→ **Exercise description**
Every entry is to be set down a second time, precisely as written.

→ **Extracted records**

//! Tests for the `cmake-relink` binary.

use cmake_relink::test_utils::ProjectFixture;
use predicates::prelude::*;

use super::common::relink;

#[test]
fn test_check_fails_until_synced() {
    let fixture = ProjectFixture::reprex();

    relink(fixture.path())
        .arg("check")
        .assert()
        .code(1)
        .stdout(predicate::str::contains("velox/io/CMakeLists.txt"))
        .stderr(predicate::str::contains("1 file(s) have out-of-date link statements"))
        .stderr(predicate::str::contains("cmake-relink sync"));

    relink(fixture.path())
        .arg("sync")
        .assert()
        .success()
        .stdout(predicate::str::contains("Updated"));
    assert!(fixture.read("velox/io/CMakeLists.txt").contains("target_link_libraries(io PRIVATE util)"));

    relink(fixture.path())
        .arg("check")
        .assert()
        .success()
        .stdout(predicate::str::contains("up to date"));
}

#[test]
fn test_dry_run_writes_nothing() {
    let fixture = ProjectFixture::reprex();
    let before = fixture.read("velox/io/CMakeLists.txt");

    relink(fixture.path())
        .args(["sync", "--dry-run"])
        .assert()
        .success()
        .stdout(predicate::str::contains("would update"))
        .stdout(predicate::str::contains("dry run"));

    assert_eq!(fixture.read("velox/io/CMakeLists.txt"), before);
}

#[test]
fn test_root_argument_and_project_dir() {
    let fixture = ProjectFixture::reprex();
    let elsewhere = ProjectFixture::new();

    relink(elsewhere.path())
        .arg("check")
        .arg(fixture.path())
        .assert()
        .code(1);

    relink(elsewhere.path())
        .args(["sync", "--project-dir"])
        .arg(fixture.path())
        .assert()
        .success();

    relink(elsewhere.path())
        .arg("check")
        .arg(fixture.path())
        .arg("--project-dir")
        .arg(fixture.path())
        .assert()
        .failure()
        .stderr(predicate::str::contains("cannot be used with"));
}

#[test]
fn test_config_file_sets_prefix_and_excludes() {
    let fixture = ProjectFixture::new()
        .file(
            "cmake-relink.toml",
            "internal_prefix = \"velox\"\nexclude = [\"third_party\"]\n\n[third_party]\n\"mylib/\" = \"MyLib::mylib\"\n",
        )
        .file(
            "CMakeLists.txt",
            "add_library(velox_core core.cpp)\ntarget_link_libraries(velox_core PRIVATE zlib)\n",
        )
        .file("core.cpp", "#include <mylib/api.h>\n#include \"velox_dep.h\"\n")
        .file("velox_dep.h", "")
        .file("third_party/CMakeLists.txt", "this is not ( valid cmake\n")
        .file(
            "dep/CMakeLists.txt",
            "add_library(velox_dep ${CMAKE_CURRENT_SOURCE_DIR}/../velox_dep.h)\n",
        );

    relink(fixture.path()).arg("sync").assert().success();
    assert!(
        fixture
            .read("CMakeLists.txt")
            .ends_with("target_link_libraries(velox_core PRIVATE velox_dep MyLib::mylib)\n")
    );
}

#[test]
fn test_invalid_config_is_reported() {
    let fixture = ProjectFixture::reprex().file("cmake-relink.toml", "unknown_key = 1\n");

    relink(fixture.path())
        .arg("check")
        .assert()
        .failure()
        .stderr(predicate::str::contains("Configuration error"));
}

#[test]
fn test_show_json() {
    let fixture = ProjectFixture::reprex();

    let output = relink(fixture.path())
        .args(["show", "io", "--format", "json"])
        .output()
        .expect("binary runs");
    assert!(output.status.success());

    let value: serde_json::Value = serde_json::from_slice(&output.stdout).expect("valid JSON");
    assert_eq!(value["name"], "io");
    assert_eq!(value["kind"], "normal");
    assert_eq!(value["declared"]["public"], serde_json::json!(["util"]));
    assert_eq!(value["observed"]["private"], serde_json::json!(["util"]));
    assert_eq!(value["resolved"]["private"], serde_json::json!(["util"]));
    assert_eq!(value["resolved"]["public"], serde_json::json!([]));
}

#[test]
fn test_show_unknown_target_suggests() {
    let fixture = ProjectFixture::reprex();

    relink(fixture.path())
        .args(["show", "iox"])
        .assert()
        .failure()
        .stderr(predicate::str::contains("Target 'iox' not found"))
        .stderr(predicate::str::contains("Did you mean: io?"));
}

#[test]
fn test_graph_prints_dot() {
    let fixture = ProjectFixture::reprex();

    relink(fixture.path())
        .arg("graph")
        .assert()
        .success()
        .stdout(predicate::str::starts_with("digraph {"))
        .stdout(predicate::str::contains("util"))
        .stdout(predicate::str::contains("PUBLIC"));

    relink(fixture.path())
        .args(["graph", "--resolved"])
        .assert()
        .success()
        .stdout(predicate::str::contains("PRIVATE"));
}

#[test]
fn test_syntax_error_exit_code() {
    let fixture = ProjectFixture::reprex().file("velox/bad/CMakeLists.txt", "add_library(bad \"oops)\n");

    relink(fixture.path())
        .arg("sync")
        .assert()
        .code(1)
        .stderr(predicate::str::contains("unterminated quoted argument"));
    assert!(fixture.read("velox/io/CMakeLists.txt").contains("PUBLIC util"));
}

→ **Written solution**
//! Tests for the `cmake-relink` binary.

use cmake_relink::test_utils::ProjectFixture;
use predicates::prelude::*;

use super::common::relink;

#[test]
fn test_check_fails_until_synced() {
    let fixture = ProjectFixture::reprex();

    relink(fixture.path())
        .arg("check")
        .assert()
        .code(1)
        .stdout(predicate::str::contains("velox/io/CMakeLists.txt"))
        .stderr(predicate::str::contains("1 file(s) have out-of-date link statements"))
        .stderr(predicate::str::contains("cmake-relink sync"));

    relink(fixture.path())
        .arg("sync")
        .assert()
        .success()
        .stdout(predicate::str::contains("Updated"));
    assert!(fixture.read("velox/io/CMakeLists.txt").contains("target_link_libraries(io PRIVATE util)"));

    relink(fixture.path())
        .arg("check")
        .assert()
        .success()
        .stdout(predicate::str::contains("up to date"));
}

#[test]
fn test_dry_run_writes_nothing() {
    let fixture = ProjectFixture::reprex();
    let before = fixture.read("velox/io/CMakeLists.txt");

    relink(fixture.path())
        .args(["sync", "--dry-run"])
        .assert()
        .success()
        .stdout(predicate::str::contains("would update"))
        .stdout(predicate::str::contains("dry run"));

    assert_eq!(fixture.read("velox/io/CMakeLists.txt"), before);
}

#[test]
fn test_root_argument_and_project_dir() {
    let fixture = ProjectFixture::reprex();
    let elsewhere = ProjectFixture::new();

    relink(elsewhere.path())
        .arg("check")
        .arg(fixture.path())
        .assert()
        .code(1);

    relink(elsewhere.path())
        .args(["sync", "--project-dir"])
        .arg(fixture.path())
        .assert()
        .success();

    relink(elsewhere.path())
        .arg("check")
        .arg(fixture.path())
        .arg("--project-dir")
        .arg(fixture.path())
        .assert()
        .failure()
        .stderr(predicate::str::contains("cannot be used with"));
}

#[test]
fn test_config_file_sets_prefix_and_excludes() {
    let fixture = ProjectFixture::new()
        .file(
            "cmake-relink.toml",
            "internal_prefix = \"velox\"\nexclude = [\"third_party\"]\n\n[third_party]\n\"mylib/\" = \"MyLib::mylib\"\n",
        )
        .file(
            "CMakeLists.txt",
            "add_library(velox_core core.cpp)\ntarget_link_libraries(velox_core PRIVATE zlib)\n",
        )
        .file("core.cpp", "#include <mylib/api.h>\n#include \"velox_dep.h\"\n")
        .file("velox_dep.h", "")
        .file("third_party/CMakeLists.txt", "this is not ( valid cmake\n")
        .file(
            "dep/CMakeLists.txt",
            "add_library(velox_dep ${CMAKE_CURRENT_SOURCE_DIR}/../velox_dep.h)\n",
        );

    relink(fixture.path()).arg("sync").assert().success();
    assert!(
        fixture
            .read("CMakeLists.txt")
            .ends_with("target_link_libraries(velox_core PRIVATE velox_dep MyLib::mylib)\n")
    );
}

#[test]
fn test_invalid_config_is_reported() {
    let fixture = ProjectFixture::reprex().file("cmake-relink.toml", "unknown_key = 1\n");

    relink(fixture.path())
        .arg("check")
        .assert()
        .failure()
        .stderr(predicate::str::contains("Configuration error"));
}

#[test]
fn test_show_json() {
    let fixture = ProjectFixture::reprex();

    let output = relink(fixture.path())
        .args(["show", "io", "--format", "json"])
        .output()
        .expect("binary runs");
    assert!(output.status.success());

    let value: serde_json::Value = serde_json::from_slice(&output.stdout).expect("valid JSON");
    assert_eq!(value["name"], "io");
    assert_eq!(value["kind"], "normal");
    assert_eq!(value["declared"]["public"], serde_json::json!(["util"]));
    assert_eq!(value["observed"]["private"], serde_json::json!(["util"]));
    assert_eq!(value["resolved"]["private"], serde_json::json!(["util"]));
    assert_eq!(value["resolved"]["public"], serde_json::json!([]));
}

#[test]
fn test_show_unknown_target_suggests() {
    let fixture = ProjectFixture::reprex();

    relink(fixture.path())
        .args(["show", "iox"])
        .assert()
        .failure()
        .stderr(predicate::str::contains("Target 'iox' not found"))
        .stderr(predicate::str::contains("Did you mean: io?"));
}

#[test]
fn test_graph_prints_dot() {
    let fixture = ProjectFixture::reprex();

    relink(fixture.path())
        .arg("graph")
        .assert()
        .success()
        .stdout(predicate::str::starts_with("digraph {"))
        .stdout(predicate::str::contains("util"))
        .stdout(predicate::str::contains("PUBLIC"));

    relink(fixture.path())
        .args(["graph", "--resolved"])
        .assert()
        .success()
        .stdout(predicate::str::contains("PRIVATE"));
}

#[test]
fn test_syntax_error_exit_code() {
    let fixture = ProjectFixture::reprex().file("velox/bad/CMakeLists.txt", "add_library(bad \"oops)\n");

    relink(fixture.path())
        .arg("sync")
        .assert()
        .code(1)
        .stderr(predicate::str::contains("unterminated quoted argument"));
    assert!(fixture.read("velox/io/CMakeLists.txt").contains("PUBLIC util"));
}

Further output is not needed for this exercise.